(Data extracts)
◇ ◇ ◇ ◇ ◇ ◇ ◇

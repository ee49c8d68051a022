//! 单行文本帧编解码
//!
//! 帧格式：`<非负整数状态码><US><参数1><RS><参数2>...`，以 `\n` 结尾。
//! 参数中不允许出现 US、RS 以及换行符。
//! `<code><US>` 表示没有参数，因此只有一个空字符串参数的帧解码后参数列表为空。

use crate::constants::{MENU_CODE, RECORD_SEPARATOR, SUCCESS_CODE, SUCCESS_TEXT, UNIT_SEPARATOR};
use crate::error::{ProtocolError, Result};
use crate::message::ErrorCode;

/// RPC 帧：状态码 + 有序参数列表
#[derive(Debug, Clone, PartialEq, Eq)]
pub struct Frame {
    pub code: u32,
    pub args: Vec<String>,
}

impl Frame {
    /// 创建新帧
    pub fn new<I, S>(code: u32, args: I) -> Self
    where
        I: IntoIterator<Item = S>,
        S: Into<String>,
    {
        Self {
            code,
            args: args.into_iter().map(Into::into).collect(),
        }
    }

    /// 无参数帧
    pub fn bare(code: u32) -> Self {
        Self {
            code,
            args: Vec::new(),
        }
    }

    /// 成功回复 `0 ["success"]`
    pub fn success() -> Self {
        Self::new(SUCCESS_CODE, [SUCCESS_TEXT])
    }

    /// 携带返回值的成功回复
    pub fn success_with<I, S>(args: I) -> Self
    where
        I: IntoIterator<Item = S>,
        S: Into<String>,
    {
        Self::new(SUCCESS_CODE, args)
    }

    /// 菜单/探测帧
    pub fn menu(text: impl Into<String>) -> Self {
        Self::new(MENU_CODE, [text.into()])
    }

    /// 错误回复，消息放在第一个参数
    pub fn error(code: ErrorCode, message: impl Into<String>) -> Self {
        Self::new(code.as_u32(), [sanitize(&message.into())])
    }

    pub fn is_success(&self) -> bool {
        self.code == SUCCESS_CODE
    }

    pub fn is_menu(&self) -> bool {
        self.code == MENU_CODE
    }

    /// 获取第 i 个参数
    pub fn arg(&self, index: usize) -> Result<&str> {
        self.args
            .get(index)
            .map(String::as_str)
            .ok_or_else(|| ProtocolError::framing(format!("missing argument #{index}")))
    }

    /// 把回复帧转换为结果：0 为成功，已知错误码转换为 [`ProtocolError::Remote`]
    pub fn into_success(self) -> Result<Frame> {
        if self.is_success() {
            return Ok(self);
        }
        match ErrorCode::from_u32(self.code) {
            Some(code) => Err(ProtocolError::Remote {
                code,
                message: self.message(),
            }),
            None => Err(ProtocolError::UnexpectedFrame {
                expected: SUCCESS_CODE,
                actual: self.code,
            }),
        }
    }

    /// 参数以逗号连接，用于错误消息展示
    pub fn message(&self) -> String {
        self.args.join(",")
    }

    /// 编码为一行文本（不含换行符）
    ///
    /// `[""]` 与无参数编码结果相同。
    pub fn encode(&self) -> Result<String> {
        let mut line = self.code.to_string();
        line.push(UNIT_SEPARATOR);
        for (i, arg) in self.args.iter().enumerate() {
            if arg.contains(is_reserved) {
                return Err(ProtocolError::framing(format!(
                    "argument #{i} contains a reserved separator"
                )));
            }
            if i > 0 {
                line.push(RECORD_SEPARATOR);
            }
            line.push_str(arg);
        }
        Ok(line)
    }

    /// 从一行文本解码（可带行尾换行符）
    pub fn decode(line: &str) -> Result<Self> {
        let line = line.trim_end_matches(&['\n', '\r'][..]);
        let (code_part, rest) = match line.split_once(UNIT_SEPARATOR) {
            Some((code, rest)) => (code, Some(rest)),
            None => (line, None),
        };

        if code_part.is_empty() || !code_part.bytes().all(|b| b.is_ascii_digit()) {
            return Err(ProtocolError::framing(format!(
                "status code is not a non-negative integer: {code_part:?}"
            )));
        }
        let code = code_part
            .parse::<u32>()
            .map_err(|e| ProtocolError::framing(format!("status code out of range: {e}")))?;

        let args = match rest {
            None | Some("") => Vec::new(),
            Some(rest) => {
                if rest.contains(UNIT_SEPARATOR) {
                    return Err(ProtocolError::framing("more than one unit separator"));
                }
                rest.split(RECORD_SEPARATOR).map(str::to_string).collect()
            }
        };

        Ok(Self { code, args })
    }
}

fn is_reserved(c: char) -> bool {
    c == UNIT_SEPARATOR || c == RECORD_SEPARATOR || c == '\n' || c == '\r'
}

/// 去掉保留字符，错误消息可能来自任意输入
fn sanitize(text: &str) -> String {
    text.chars().map(|c| if is_reserved(c) { ' ' } else { c }).collect()
}

#[cfg(test)]
mod tests {
    use super::*;

    #[test]
    fn test_error_frame_round_trip() {
        let frame = Frame::new(3, ["no figure here"]);
        let line = frame.encode().unwrap();
        assert_eq!(line, "3\u{1F}no figure here");

        let decoded = Frame::decode(&line).unwrap();
        assert_eq!(decoded.code, 3);
        assert_eq!(decoded.args, vec!["no figure here".to_string()]);
    }

    #[test]
    fn test_multiple_args() {
        let frame = Frame::new(0, ["ABC123", "4", "6", "4", "4", ""]);
        let line = frame.encode().unwrap();
        let decoded = Frame::decode(&format!("{line}\n")).unwrap();

        assert_eq!(decoded, frame);
        assert_eq!(decoded.arg(5).unwrap(), "");
    }

    #[test]
    fn test_decode_without_args() {
        assert_eq!(Frame::decode("5").unwrap(), Frame::bare(5));
        assert_eq!(Frame::decode("5\u{1F}").unwrap(), Frame::bare(5));
        assert_eq!(Frame::decode("2\u{1F}\r\n").unwrap(), Frame::bare(2));
    }

    #[test]
    fn test_single_empty_arg_same_as_none() {
        let line = Frame::new(1, [""]).encode().unwrap();
        assert_eq!(line, Frame::bare(1).encode().unwrap());

        let decoded = Frame::decode(&line).unwrap();
        assert_eq!(decoded, Frame::bare(1));
        assert_eq!(decoded.message(), "");
        assert!(decoded.arg(0).is_err());
    }

    #[test]
    fn test_decode_rejects_bad_code() {
        assert!(Frame::decode("").is_err());
        assert!(Frame::decode("abc\u{1F}x").is_err());
        assert!(Frame::decode("-1\u{1F}x").is_err());
        assert!(Frame::decode("99999999999\u{1F}x").is_err());
        assert!(Frame::decode("1\u{1F}a\u{1F}b").is_err());
    }

    #[test]
    fn test_encode_rejects_reserved_chars() {
        let frame = Frame::new(0, ["a\u{1E}b"]);
        assert!(matches!(frame.encode(), Err(ProtocolError::Framing { .. })));

        let frame = Frame::new(0, ["line\nbreak"]);
        assert!(frame.encode().is_err());
    }

    #[test]
    fn test_error_frame_is_sanitized() {
        let frame = Frame::error(ErrorCode::Game, "bad\nid");
        assert_eq!(frame.code, 1);
        assert_eq!(frame.args[0], "bad id");
        assert!(frame.encode().is_ok());
    }

    #[test]
    fn test_into_success() {
        assert!(Frame::success().into_success().is_ok());

        let err = Frame::error(ErrorCode::IllegalMove, "No figure on field 0,3")
            .into_success()
            .unwrap_err();
        match err {
            ProtocolError::Remote { code, message } => {
                assert_eq!(code, ErrorCode::IllegalMove);
                assert_eq!(message, "No figure on field 0,3");
            }
            other => panic!("unexpected error: {other:?}"),
        }

        assert!(matches!(
            Frame::menu("x").into_success(),
            Err(ProtocolError::UnexpectedFrame { actual: 999, .. })
        ));
    }

    #[test]
    fn test_menu_and_success() {
        assert!(Frame::menu("MOVE_PIECE - 0:").is_menu());
        assert!(Frame::success().is_success());
        assert_eq!(Frame::success().message(), "success");
    }
}
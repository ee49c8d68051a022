//! 协议常量定义

use std::time::Duration;

/// 棋盘边长（8x8）
pub const BOARD_SIZE: usize = 8;

/// 成功回复码
pub const SUCCESS_CODE: u32 = 0;

/// 菜单/探测帧码（不是终止状态）
pub const MENU_CODE: u32 = 999;

/// 成功回复的默认参数
pub const SUCCESS_TEXT: &str = "success";

/// 分隔状态码与参数（ASCII US）
pub const UNIT_SEPARATOR: char = '\u{1F}';

/// 分隔参数（ASCII RS）
pub const RECORD_SEPARATOR: char = '\u{1E}';

/// 单帧最大长度（字节，不含换行）
pub const MAX_FRAME_SIZE: usize = 65536;

/// 对局 ID 长度
pub const GAME_ID_LEN: usize = 6;

/// 对局 ID 字符集
pub const GAME_ID_CHARSET: &[u8] = b"ABCDEFGHIJKLMNOPQRSTUVWXYZ1234567890";

/// 50 回合规则对应的半回合数
pub const FIFTY_MOVE_LIMIT: u32 = 100;

/// 存活检测间隔（毫秒）
pub const LIVENESS_INTERVAL_MS: u64 = 3000;

/// 单次推送/探测往返的超时（毫秒）
pub const PROBE_TIMEOUT_MS: u64 = 5000;

/// 连接超时（秒）
pub const CONNECT_TIMEOUT_SECS: u64 = 10;

/// 连接超时 Duration
pub const CONNECT_TIMEOUT: Duration = Duration::from_secs(CONNECT_TIMEOUT_SECS);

◇ ◇ ◇ ◇ ◇ ◇ ◇

Copy out each line of the material in which the word "message" turns up.

(Output of the exercise)
use crate::message::ErrorCode;
    pub fn error(code: ErrorCode, message: impl Into<String>) -> Self {
        Self::new(code.as_u32(), [sanitize(&message.into())])
                message: self.message(),
    pub fn message(&self) -> String {
        assert_eq!(decoded.message(), "");
            ProtocolError::Remote { code, message } => {
                assert_eq!(message, "No figure on field 0,3");
        assert_eq!(Frame::success().message(), "success");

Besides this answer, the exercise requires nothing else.